Over wide areas of certain countries, and sometimes when we approach the localised cores of mountain-chains, the rocks show a parallel arrangement of their constituents, reminding us of sediments; but their constituents are all crystalline, and they are more interlocked with one another than is the case in ordinary strata.
Such rocks have long been said to be "foliated." The term was used by G. P. Scrope as far back as 1825; but this author, in common with most geologists of his day, regarded the mineral folia as resulting from sedimentation.
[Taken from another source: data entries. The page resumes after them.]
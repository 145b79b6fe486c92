use std::collections::HashMap;
use std::fmt;

use serde::Deserialize;

/// HTTP method of a logical endpoint.
#[derive(Clone, Copy, Debug, PartialEq, Eq, Hash, Deserialize)]
#[serde(rename_all = "UPPERCASE")]
pub enum HttpMethod {
    Get,
    Post,
    Put,
    Patch,
    Delete,
}

impl HttpMethod {
    pub fn as_str(self) -> &'static str {
        match self {
            Self::Get => "GET",
            Self::Post => "POST",
            Self::Put => "PUT",
            Self::Patch => "PATCH",
            Self::Delete => "DELETE",
        }
    }

    /// GET carries parameters in the query string; every other method in
    /// the JSON body.
    pub fn params_in_query(self) -> bool {
        matches!(self, Self::Get)
    }
}

impl fmt::Display for HttpMethod {
    fn fmt(&self, f: &mut fmt::Formatter<'_>) -> fmt::Result {
        f.write_str(self.as_str())
    }
}

/// Static description of one backend operation.
#[derive(Clone, Debug, PartialEq, Eq, Deserialize)]
pub struct EndpointConfig {
    pub method: HttpMethod,
    /// Path segments relative to the API base URL.
    pub path: Vec<String>,
    #[serde(rename = "retry", alias = "retry_enabled", default)]
    pub retry_enabled: bool,
    #[serde(rename = "cache", alias = "cache_enabled", default)]
    pub cache_enabled: bool,
}

impl EndpointConfig {
    pub fn new<I, S>(method: HttpMethod, path: I) -> Self
    where
        I: IntoIterator<Item = S>,
        S: Into<String>,
    {
        Self {
            method,
            path: path.into_iter().map(Into::into).collect(),
            retry_enabled: false,
            cache_enabled: false,
        }
    }

    pub fn with_retry(mut self, enabled: bool) -> Self {
        self.retry_enabled = enabled;
        self
    }

    pub fn with_cache(mut self, enabled: bool) -> Self {
        self.cache_enabled = enabled;
        self
    }

    /// Joined relative path, e.g. `staff/info`.
    pub fn joined_path(&self) -> String {
        self.path.join("/")
    }
}

/// Source of endpoint configuration, consulted on every request.
pub trait EndpointRegistry: Send + Sync {
    fn lookup(&self, key: &str) -> Option<EndpointConfig>;
}

/// In-memory endpoint registry.
#[derive(Clone, Debug, Default, PartialEq, Eq, Deserialize)]
#[serde(transparent)]
pub struct EndpointTable {
    endpoints: HashMap<String, EndpointConfig>,
}

impl EndpointTable {
    pub fn new() -> Self {
        Self::default()
    }

    /// Adds or replaces an endpoint.
    pub fn with(mut self, key: impl Into<String>, config: EndpointConfig) -> Self {
        self.insert(key, config);
        self
    }

    pub fn insert(&mut self, key: impl Into<String>, config: EndpointConfig) {
        self.endpoints.insert(key.into(), config);
    }

    pub fn len(&self) -> usize {
        self.endpoints.len()
    }

    pub fn is_empty(&self) -> bool {
        self.endpoints.is_empty()
    }

    /// Parses a table from a JSON object keyed by endpoint name.
    ///
    /// ```
    /// use oztf_network::EndpointTable;
    ///
    /// let table = EndpointTable::from_json_str(
    ///     r#"{"staffInfo": {"method": "POST", "path": ["staff", "info"], "retry": true}}"#,
    /// )
    /// .unwrap();
    /// assert_eq!(table.len(), 1);
    /// ```
    pub fn from_json_str(json: &str) -> Result<Self, serde_json::Error> {
        serde_json::from_str(json)
    }

    /// Endpoints exposed by the staff/project API.
    pub fn builtin() -> Self {
        use HttpMethod::Post;

        let entries: [(&str, &[&str], bool, bool); 11] = [
            ("initial", &["initial"], true, false),
            ("staffInfo", &["staff", "info"], true, true),
            ("projectDetail", &["project", "detail"], true, true),
            ("projectAdd", &["project", "add"], false, false),
            ("featureList", &["feature", "list"], true, true),
            ("bugList", &["bug", "list"], true, true),
            ("staffDevelopers", &["staff", "developers"], true, true),
            ("changeStaffStatus", &["staff", "change-status"], false, false),
            ("exportFeatures", &["feature", "export"], false, false),
            ("departmentStats", &["staff", "department-stats"], true, true),
            ("salaryLevelStats", &["staff", "salary-level-stats"], true, true),
        ];

        entries
            .into_iter()
            .fold(Self::new(), |table, (key, path, retry, cache)| {
                table.with(
                    key,
                    EndpointConfig::new(Post, path.iter().copied())
                        .with_retry(retry)
                        .with_cache(cache),
                )
            })
    }
}

impl EndpointRegistry for EndpointTable {
    fn lookup(&self, key: &str) -> Option<EndpointConfig> {
        self.endpoints.get(key).cloned()
    }
}

#[cfg(test)]
mod tests {
    use super::*;

    #[test]
    fn builtin_table_flags() {
        let table = EndpointTable::builtin();
        assert_eq!(table.len(), 11);

        let staff = table.lookup("staffInfo").expect("staffInfo must exist");
        assert_eq!(staff.method, HttpMethod::Post);
        assert_eq!(staff.joined_path(), "staff/info");
        assert!(staff.retry_enabled);
        assert!(staff.cache_enabled);

        let add = table.lookup("projectAdd").expect("projectAdd must exist");
        assert!(!add.retry_enabled);
        assert!(table.lookup("doesNotExist").is_none());
    }

    #[test]
    fn parses_json_table() {
        let table = EndpointTable::from_json_str(
            r#"{
                "list": {"method": "GET", "path": ["feature", "list"], "retry": true, "cache": true},
                "add": {"method": "POST", "path": ["project", "add"]}
            }"#,
        )
        .expect("must parse");

        let list = table.lookup("list").expect("list must exist");
        assert!(list.method.params_in_query());
        assert!(list.retry_enabled);

        let add = table.lookup("add").expect("add must exist");
        assert!(!add.retry_enabled);
        assert!(!add.cache_enabled);
    }

    #[test]
    fn rejects_unknown_method() {
        let err = EndpointTable::from_json_str(r#"{"x": {"method": "FETCH", "path": []}}"#);
        assert!(err.is_err());
    }
}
D'Aubuisson de Voisins[93] had already referred the parallelism of the feuillets of mica in schists to some cause acting on them during the consolidation of the rock from a plastic state; but it was left for Charles Darwin[94], in his remarkable observations on metamorphic rocks in 1846, to separate clearly foliation from stratification.
In all cases of metamorphism, we have to bear in mind that the alteration may be both chemical and physical. Substances may have been removed from the rock, others may have been imported. The crystalline constituents that are now present do not necessarily result from the crystallisation of the original materials of the rock.